Items from a data source

------------

#[cfg(test)]
mod tests {
    use super::*;
    use crate::wireguard::PeerSnapshot;
    use prometheus_client::encoding::text::encode;
    use std::net::SocketAddr;
    use std::time::Duration;

    const PUB_DEV_A: &str = "YDpmshvOhFLcVNR/yNdMnJJGeA0P+8unDLLBYkemV2w=";
    const PUB_PEER_A: &str = "NkEtSA6GosX40iZFNe9+byAkXweYKvQe3utnFYkQ+00=";
    const PUB_PEER_B: &str = "pbFLuWcDYyMZHjSYYZ288bLBJ2hY9PM1dD22CmBmdDc=";

    fn fixture_devices() -> Vec<DeviceSnapshot> {
        vec![DeviceSnapshot {
            name: "wg0".to_string(),
            public_key: PUB_DEV_A.to_string(),
            peers: vec![
                PeerSnapshot {
                    public_key: PUB_PEER_A.to_string(),
                    endpoint: Some("1.1.1.1:51820".parse::<SocketAddr>().unwrap()),
                    allowed_ips: vec!["10.0.0.1/32".to_string(), "10.0.0.2/32".to_string()],
                    receive_bytes: 1,
                    transmit_bytes: 2,
                    last_handshake: Some(UNIX_EPOCH + Duration::from_secs(10)),
                },
                PeerSnapshot {
                    public_key: PUB_PEER_B.to_string(),
                    endpoint: None,
                    allowed_ips: vec!["10.0.0.3/32".to_string()],
                    receive_bytes: 0,
                    transmit_bytes: 0,
                    last_handshake: None,
                },
            ],
        }]
    }

    #[test]
    fn collector_exports_device_and_peer_series() {
        let mut registry = Registry::default();
        registry.register_collector(Box::new(WgCollector::new(Box::new(|| {
            Ok(fixture_devices())
        }))));

        let mut body = String::new();
        encode(&mut body, &registry).unwrap();

        let expected = [
            format!(r#"semaphore_wg_device_info{{device="wg0",public_key="{PUB_DEV_A}"}} 1"#),
            format!(
                r#"semaphore_wg_peer_info{{device="wg0",public_key="{PUB_PEER_A}",endpoint="1.1.1.1:51820"}} 1"#
            ),
            format!(r#"semaphore_wg_peer_info{{device="wg0",public_key="{PUB_PEER_B}",endpoint=""}} 1"#),
            format!(
                r#"semaphore_wg_peer_allowed_ips_info{{device="wg0",public_key="{PUB_PEER_A}",allowed_ips="10.0.0.1/32"}} 1"#
            ),
            format!(
                r#"semaphore_wg_peer_allowed_ips_info{{device="wg0",public_key="{PUB_PEER_A}",allowed_ips="10.0.0.2/32"}} 1"#
            ),
            format!(
                r#"semaphore_wg_peer_allowed_ips_info{{device="wg0",public_key="{PUB_PEER_B}",allowed_ips="10.0.0.3/32"}} 1"#
            ),
            format!(r#"semaphore_wg_peer_receive_bytes_total{{device="wg0",public_key="{PUB_PEER_A}"}} 1"#),
            format!(r#"semaphore_wg_peer_receive_bytes_total{{device="wg0",public_key="{PUB_PEER_B}"}} 0"#),
            format!(r#"semaphore_wg_peer_transmit_bytes_total{{device="wg0",public_key="{PUB_PEER_A}"}} 2"#),
            format!(r#"semaphore_wg_peer_transmit_bytes_total{{device="wg0",public_key="{PUB_PEER_B}"}} 0"#),
            format!(
                r#"semaphore_wg_peer_last_handshake_seconds{{device="wg0",public_key="{PUB_PEER_A}"}} 10"#
            ),
            format!(
                r#"semaphore_wg_peer_last_handshake_seconds{{device="wg0",public_key="{PUB_PEER_B}"}} 0"#
            ),
        ];
        for line in expected {
            assert!(body.contains(&line), "missing metric line: {line}\nin:\n{body}");
        }
    }

    #[test]
    fn failing_device_reader_does_not_crash_the_scrape() {
        let mut registry = Registry::default();
        registry.register_collector(Box::new(WgCollector::new(Box::new(|| {
            Err(Error::device("no such device"))
        }))));

        let mut body = String::new();
        encode(&mut body, &registry).unwrap();
        assert!(!body.contains("semaphore_wg_device_info"));
    }

    #[test]
    fn counters_are_zero_initialized() {
        let mut registry = Registry::default();
        register(
            &mut registry,
            &["wg-zeroinit".to_string()],
            &["cluster-zeroinit".to_string()],
            Box::new(|| Ok(Vec::new())),
        );

        let mut body = String::new();
        encode(&mut body, &registry).unwrap();
        assert!(body.contains(
            r#"semaphore_wg_sync_peers_total{device="wg-zeroinit",success="0"} 0"#
        ));
        assert!(body.contains(
            r#"semaphore_wg_sync_peers_total{device="wg-zeroinit",success="1"} 0"#
        ));
        assert!(body
            .contains(r#"semaphore_wg_sync_queue_full_failures_total{device="wg-zeroinit"} 0"#));
        assert!(body.contains(
            r#"semaphore_wg_node_watcher_failures_total{cluster="cluster-zeroinit",type="watch"} 0"#
        ));
    }
}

------------

* TASK OBJECTIVE: Please restate the preceding entries word for word.

* ANSWER SPACE:
#[cfg(test)]
mod tests {
    use super::*;
    use crate::wireguard::PeerSnapshot;
    use prometheus_client::encoding::text::encode;
    use std::net::SocketAddr;
    use std::time::Duration;

    const PUB_DEV_A: &str = "YDpmshvOhFLcVNR/yNdMnJJGeA0P+8unDLLBYkemV2w=";
    const PUB_PEER_A: &str = "NkEtSA6GosX40iZFNe9+byAkXweYKvQe3utnFYkQ+00=";
    const PUB_PEER_B: &str = "pbFLuWcDYyMZHjSYYZ288bLBJ2hY9PM1dD22CmBmdDc=";

    fn fixture_devices() -> Vec<DeviceSnapshot> {
        vec![DeviceSnapshot {
            name: "wg0".to_string(),
            public_key: PUB_DEV_A.to_string(),
            peers: vec![
                PeerSnapshot {
                    public_key: PUB_PEER_A.to_string(),
                    endpoint: Some("1.1.1.1:51820".parse::<SocketAddr>().unwrap()),
                    allowed_ips: vec!["10.0.0.1/32".to_string(), "10.0.0.2/32".to_string()],
                    receive_bytes: 1,
                    transmit_bytes: 2,
                    last_handshake: Some(UNIX_EPOCH + Duration::from_secs(10)),
                },
                PeerSnapshot {
                    public_key: PUB_PEER_B.to_string(),
                    endpoint: None,
                    allowed_ips: vec!["10.0.0.3/32".to_string()],
                    receive_bytes: 0,
                    transmit_bytes: 0,
                    last_handshake: None,
                },
            ],
        }]
    }

    #[test]
    fn collector_exports_device_and_peer_series() {
        let mut registry = Registry::default();
        registry.register_collector(Box::new(WgCollector::new(Box::new(|| {
            Ok(fixture_devices())
        }))));

        let mut body = String::new();
        encode(&mut body, &registry).unwrap();

        let expected = [
            format!(r#"semaphore_wg_device_info{{device="wg0",public_key="{PUB_DEV_A}"}} 1"#),
            format!(
                r#"semaphore_wg_peer_info{{device="wg0",public_key="{PUB_PEER_A}",endpoint="1.1.1.1:51820"}} 1"#
            ),
            format!(r#"semaphore_wg_peer_info{{device="wg0",public_key="{PUB_PEER_B}",endpoint=""}} 1"#),
            format!(
                r#"semaphore_wg_peer_allowed_ips_info{{device="wg0",public_key="{PUB_PEER_A}",allowed_ips="10.0.0.1/32"}} 1"#
            ),
            format!(
                r#"semaphore_wg_peer_allowed_ips_info{{device="wg0",public_key="{PUB_PEER_A}",allowed_ips="10.0.0.2/32"}} 1"#
            ),
            format!(
                r#"semaphore_wg_peer_allowed_ips_info{{device="wg0",public_key="{PUB_PEER_B}",allowed_ips="10.0.0.3/32"}} 1"#
            ),
            format!(r#"semaphore_wg_peer_receive_bytes_total{{device="wg0",public_key="{PUB_PEER_A}"}} 1"#),
            format!(r#"semaphore_wg_peer_receive_bytes_total{{device="wg0",public_key="{PUB_PEER_B}"}} 0"#),
            format!(r#"semaphore_wg_peer_transmit_bytes_total{{device="wg0",public_key="{PUB_PEER_A}"}} 2"#),
            format!(r#"semaphore_wg_peer_transmit_bytes_total{{device="wg0",public_key="{PUB_PEER_B}"}} 0"#),
            format!(
                r#"semaphore_wg_peer_last_handshake_seconds{{device="wg0",public_key="{PUB_PEER_A}"}} 10"#
            ),
            format!(
                r#"semaphore_wg_peer_last_handshake_seconds{{device="wg0",public_key="{PUB_PEER_B}"}} 0"#
            ),
        ];
        for line in expected {
            assert!(body.contains(&line), "missing metric line: {line}\nin:\n{body}");
        }
    }

    #[test]
    fn failing_device_reader_does_not_crash_the_scrape() {
        let mut registry = Registry::default();
        registry.register_collector(Box::new(WgCollector::new(Box::new(|| {
            Err(Error::device("no such device"))
        }))));

        let mut body = String::new();
        encode(&mut body, &registry).unwrap();
        assert!(!body.contains("semaphore_wg_device_info"));
    }

    #[test]
    fn counters_are_zero_initialized() {
        let mut registry = Registry::default();
        register(
            &mut registry,
            &["wg-zeroinit".to_string()],
            &["cluster-zeroinit".to_string()],
            Box::new(|| Ok(Vec::new())),
        );

        let mut body = String::new();
        encode(&mut body, &registry).unwrap();
        assert!(body.contains(
            r#"semaphore_wg_sync_peers_total{device="wg-zeroinit",success="0"} 0"#
        ));
        assert!(body.contains(
            r#"semaphore_wg_sync_peers_total{device="wg-zeroinit",success="1"} 0"#
        ));
        assert!(body
            .contains(r#"semaphore_wg_sync_queue_full_failures_total{device="wg-zeroinit"} 0"#));
        assert!(body.contains(
            r#"semaphore_wg_node_watcher_failures_total{cluster="cluster-zeroinit",type="watch"} 0"#
        ));
    }
}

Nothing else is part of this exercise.